VPN ломает все возрастные фильтры одним кликом — Европе это не нравится… и она уже готовит запрет

Европейская парламентская исследовательская служба предупредила, что VPN всё чаще используют для обхода систем проверки возраста в интернете. В новом докладе технологию прямо называют слабым местом нынешних законов о защите детей, а часть европейских политиков уже предлагает ограничить доступ к самим VPN-сервисам.

Проблема появилась на фоне быстрого ужесточения правил для онлайн-платформ. Во многих странах сайты с контентом для взрослых и другие сервисы с возрастными ограничениями теперь обязаны проверять возраст пользователей перед входом. Для этого используют селфи, загрузку документов, банковские данные, подтверждение через мобильного оператора или специальные приложения.

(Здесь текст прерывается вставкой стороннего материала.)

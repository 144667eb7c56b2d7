//! OSIS conversion WASM API
//!
//! This module provides the JavaScript-facing API for the conversions.
//!
//! # Module Structure
//!
//! - `helpers`: Shared utilities for serialization, error handling, and logging
//! - `convert`: Conversion entry points (HTML, canonical text, copy text, speech, references)

pub mod helpers;
pub mod convert;

// Re-export all public functions to keep a flat API
pub use convert::*;
//! Verse and passage state threaded through every handler

/// The verse currently open
#[derive(Debug, Clone, Default, PartialEq, Eq)]
pub struct VerseInfo {
    pub current_verse_no: u32,
    /// Offset just before the verse marker; pre-verse content is inserted here
    pub position_to_insert_before_verse: usize,
    pub is_text_since_verse: bool,
    pub is_verse_open: bool,
}

impl VerseInfo {
    pub fn open(&mut self, verse_no: u32, position_to_insert_before_verse: usize) {
        self.current_verse_no = verse_no;
        self.position_to_insert_before_verse = position_to_insert_before_verse;
        self.is_text_since_verse = false;
        self.is_verse_open = true;
    }

    pub fn close(&mut self) {
        self.is_verse_open = false;
    }
}

/// Passage-wide flags
#[derive(Debug, Clone, Default, PartialEq, Eq)]
pub struct PassageInfo {
    pub is_any_text_written: bool,
    /// Count of text runs written so far, used to tell whether a span had content
    pub text_runs: u64,
}

impl PassageInfo {
    pub fn record_text(&mut self) {
        self.is_any_text_written = true;
        self.text_runs += 1;
    }

    /// Marker to compare against later with [`has_text_since`](Self::has_text_since)
    pub fn text_mark(&self) -> u64 {
        self.text_runs
    }

    pub fn has_text_since(&self, mark: u64) -> bool {
        self.text_runs > mark
    }
}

VPN ломает часть этой логики довольно простым способом. Сервис шифрует трафик и подменяет IP-адрес, пропуская соединение через удалённый сервер. В результате пользователь может выглядеть так, будто подключается из другой страны или региона, где требования по проверке возраста мягче или вообще отсутствуют. Для взрослых VPN давно стал обычным инструментом приватности, защиты трафика и удалённой работы, но регуляторы всё чаще рассматривают ту же технологию как способ обхода ограничений для несовершеннолетних.

После запуска обязательной проверки возраста в Великобритании популярность VPN резко выросла. По данным из доклада EPRS, VPN-приложения после вступления закона в силу поднялись в топы загрузок. Похожую реакцию фиксировали и в нескольких штатах США, где начали действовать собственные законы о доступе к контенту для взрослых.

Авторы документа называют VPN законодательной лазейкой. Часть чиновников и организаций, занимающихся детской безопасностью, считает, что проверять возраст нужно уже на этапе подключения к VPN-сервису. Комиссар Англии по делам детей также выступила за ограничение VPN только для взрослых пользователей.

Идея сразу вызвала жёсткую реакцию со стороны индустрии и защитников приватности. Если доступ к VPN потребует подтверждения личности, сервисы потеряют одну из своих главных функций – анонимность. Появится и другая проблема: хранение документов, биометрии и данных пользователей у VPN-провайдеров создаст новые риски утечек, слежки и злоупотреблений. Несколько компаний и организаций уже направили британским властям письма с возражениями против подобных мер.

При этом сама инфраструктура проверки возраста пока работает далеко не идеально. В прошлом месяце исследователи нашли уязвимости в официальном приложении Еврокомиссии для проверки возраста, которое продвигали как безопасный и приватный инструмент в рамках закона Digital Services Act. Анализ показал, что приложение сохраняло чувствительные биометрические изображения без шифрования, а часть ошибок позволяла обходить проверки полностью.

В докладе EPRS прямо говорится, что единая и надёжная система проверки возраста в Евросоюзе пока так и не появилась. Существующие методы – самооценка возраста, автоматическая оценка по лицу или загрузка документов – несовершеннолетние нередко обходят без особого труда.

Одним из более аккуратных вариантов в документе называют французскую схему double-blind verification. В такой модели сайт получает только подтверждение, что пользователь достиг нужного возраста, но не узнаёт его личность. Сервис проверки, наоборот, не видит, какие сайты посещает человек. Система должна уменьшить объём данных, которые получают обе стороны.

Регуляторы уже начали отдельно прописывать VPN в новых законах. Американский штат Юта первым принял норму, которая напрямую касается VPN при проверке возраста. Закон SB 73 определяет местоположение пользователя по физическому присутствию, а не по IP-адресу, даже если человек использует VPN или прокси для маскировки подключения.

EPRS считает, что давление на VPN-сервисы в ближайшие годы будет усиливаться. В документе говорится, что будущие изменения европейского Cybersecurity Act могут добавить требования, связанные с защитой детей и предотвращением обхода возрастных ограничений через VPN.